What is American Society? Reflections on Past and Present Human Rights Action by John Brown Childs, Professor Emeritus Sociology

October 15, 2018

UC Santa Cruz Emeritus Professors of Sociology Hardy Frye, left; John Brown Childs, right.

Sociology@UCSantaCruz Professor Emeritus John Brown Childs reflected the following in a recent article posted in the UC Santa Cruz Emeriti Association Newsletter.


“...what is American society? Is it the kind of society… that permits people to grow and develop… that gives them a sense of value, not only for themselves, but… for other human beings?”

—Ella Baker, co-founder of the Student Non-Violent Coordinating Committee, 1969


It was a pleasure talking with Mr. Drew Glover, a young African-American activist at the “Resource Center for Non-Violence” in Santa Cruz, as part of the KZSC podcast, “From Santa Cruz to Selma,” hosted by Santiago álvarez. That title, “From Santa Cruz to Selma,” refers to Drew's innovative program of bringing young people from Santa Cruz to Selma, Alabama, so they can connect to historic and contemporary activism there.

My own core project is the development of the concept I call “transcommunality.” Transcommunality involves ways for people to maintain rooted affiliations, while simultaneously creating constellations of cooperation drawing from, rather than obliterating, diversity. In this work I draw from many sources. The most important one is the Haudenosaunee (Iroquois) “Great League of Peace.” Their protocols for coordinated respectful autonomy and cooperation among different communities remain vividly useful today.

Previously, in 1963, I worked as a volunteer at the University of Massachusetts, Amherst, helping to organize a local contingent headed for the “March on Washington for Jobs and Freedom.” At that gathering, Rev. King was of course inspiring. But I was especially struck by the dynamic action-driven words of John Lewis from the Student Non-Violent Coordinating Committee. Lewis emphasized economic inequality as a major corrosive element undermining human rights in the United States. He proclaimed that the “black masses are on the march” in the “revolution.”

The “March on Washington” was the centerpiece of 1963 grassroots mobilization success, but on either side of that moment erupted horrible acts of segregationist violence. Only a few months earlier, Medgar Evers, Field Secretary of the NAACP, was shot in the back and killed in front of his home in Jackson, Mississippi. Less than four weeks after the March on Washington, four African-American children in Sunday school were killed when pro-segregationists bombed the Sixteenth Street Baptist Church in Birmingham, Alabama.

In 1965, as a member of the group, “Friends of SNCC”--the support group for the Student Non-Violent Coordinating Committee, I responded to their call to go to Montgomery, Alabama, to aid in their voting rights campaign. SNCC was a pivotal civil rights organization of the 1960's, imbued with an emphasis on grassroots organizing. My friend, Alabama-born Hardy T. Frye (also a UCSC Emeritus Professor of Sociology), was at that time a SNCC field worker in rural areas of that state, where black churches were being burned by segregationist forces.

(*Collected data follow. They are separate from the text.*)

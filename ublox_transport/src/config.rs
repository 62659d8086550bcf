use std::time::Duration;

use crate::{
    error::{Error, Result},
    ring::DEFAULT_MAX_READ_HANDLES,
};

/// Per-connection buffer sizes and timing.
#[derive(Debug, Clone, PartialEq, Eq)]
#[cfg_attr(feature = "serde", derive(serde::Serialize, serde::Deserialize))]
#[cfg_attr(feature = "serde", serde(default))]
pub struct DeviceConfig {
    /// Ring buffer capacity in bytes. Also bounds the largest message that can be received.
    pub ring_capacity: usize,
    /// Read cursors available on the ring buffer. The blocking receiver and
    /// the asynchronous task take one each.
    pub max_read_handles: usize,
    /// Concurrent asynchronous subscribers.
    pub max_subscribers: usize,
    /// How long a fill waits for the first byte.
    pub fill_min_wait: Duration,
    /// Upper bound on a single fill.
    pub fill_max_wait: Duration,
    /// Sleep between polls of a blocking receive that found nothing.
    pub poll_interval: Duration,
    /// Pause between asynchronous task passes, doubled when a pass was idle.
    pub async_yield: Duration,
    /// Bytes requested from the transport per read.
    pub read_chunk: usize,
}

impl Default for DeviceConfig {
    fn default() -> Self {
        Self {
            ring_capacity: 2048,
            max_read_handles: DEFAULT_MAX_READ_HANDLES,
            max_subscribers: 16,
            fill_min_wait: Duration::ZERO,
            fill_max_wait: Duration::from_millis(100),
            poll_interval: Duration::from_millis(10),
            async_yield: Duration::from_millis(10),
            read_chunk: 256,
        }
    }
}

impl DeviceConfig {
    pub fn validate(&self) -> Result<()> {
        if self.ring_capacity == 0 {
            return Err(Error::InvalidParameter("ring_capacity must be non-zero"));
        }
        if self.max_read_handles == 0 {
            return Err(Error::InvalidParameter("max_read_handles must be non-zero"));
        }
        if self.read_chunk == 0 {
            return Err(Error::InvalidParameter("read_chunk must be non-zero"));
        }
        Ok(())
    }
}

#[cfg(test)]
mod tests {
    use super::*;

    #[test]
    fn default_is_valid() {
        let config = DeviceConfig::default();
        assert!(config.validate().is_ok());
        assert_eq!(config.ring_capacity, 2048);
        assert_eq!(config.max_read_handles, 3);
    }

    #[test]
    fn rejects_zero_sizes() {
        for config in [
            DeviceConfig {
                ring_capacity: 0,
                ..Default::default()
            },
            DeviceConfig {
                max_read_handles: 0,
                ..Default::default()
            },
            DeviceConfig {
                read_chunk: 0,
                ..Default::default()
            },
        ] {
            assert!(matches!(
                config.validate(),
                Err(Error::InvalidParameter(_))
            ));
        }
    }

    #[cfg(feature = "serde")]
    #[test]
    fn partial_config_keeps_defaults() {
        let config: DeviceConfig =
            serde_json::from_str(r#"{"ring_capacity": 4096}"#).unwrap();
        assert_eq!(config.ring_capacity, 4096);
        assert_eq!(config.max_subscribers, 16);
    }
}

I turn to my own ancestors, whose pathways I continue to follow. My mother, Dorothy (Burr) Pettijohn's, Indigenous ancestors, the “Massachuset-Ponkapoag / Big Hills, Sweet Water people” joined with other Native refugees in 1774, on land offered by the Oneida Nation, to create a community, in upstate New York, with their own farms and schools untrammeled by colonizers. This town was called “Brothertown” or, in their Algonkian language, “Eyamwauconnauck--the place of equal people.” As a young woman, my mother taught in a Congregational Church school in Alabama where she married my father, John Brown Childs. The Childs family in Marion, Alabama, were one of seven Black families who created a unique and influential school immediately after the Civil War, called “Lincoln Normal,” for African-Americans who aspired to be teachers.

For the past twelve years, I have been teaching courses on “transcommunality” in Soledad State Prison as part of the community organization Barrios Unidos' “Prison Project.” BU was founded by UCSC alumnus Daniel Nane Alejándrez. Some of my multi-ethnic Soledad students recently created their own highly successful transcommunality class. The students have become the teachers.

Today we are confronted by voices and actions inflaming our nation with emotionalism, fear, and hatred. By contrast, positive actions such as those of the Soledad men and of young activists like Drew Glover, are sustaining past achievements by building transcommunal bridges of the human spirit across which respectful, rational, and compassionate community is being created. Ella Baker would, I believe, be proud of them.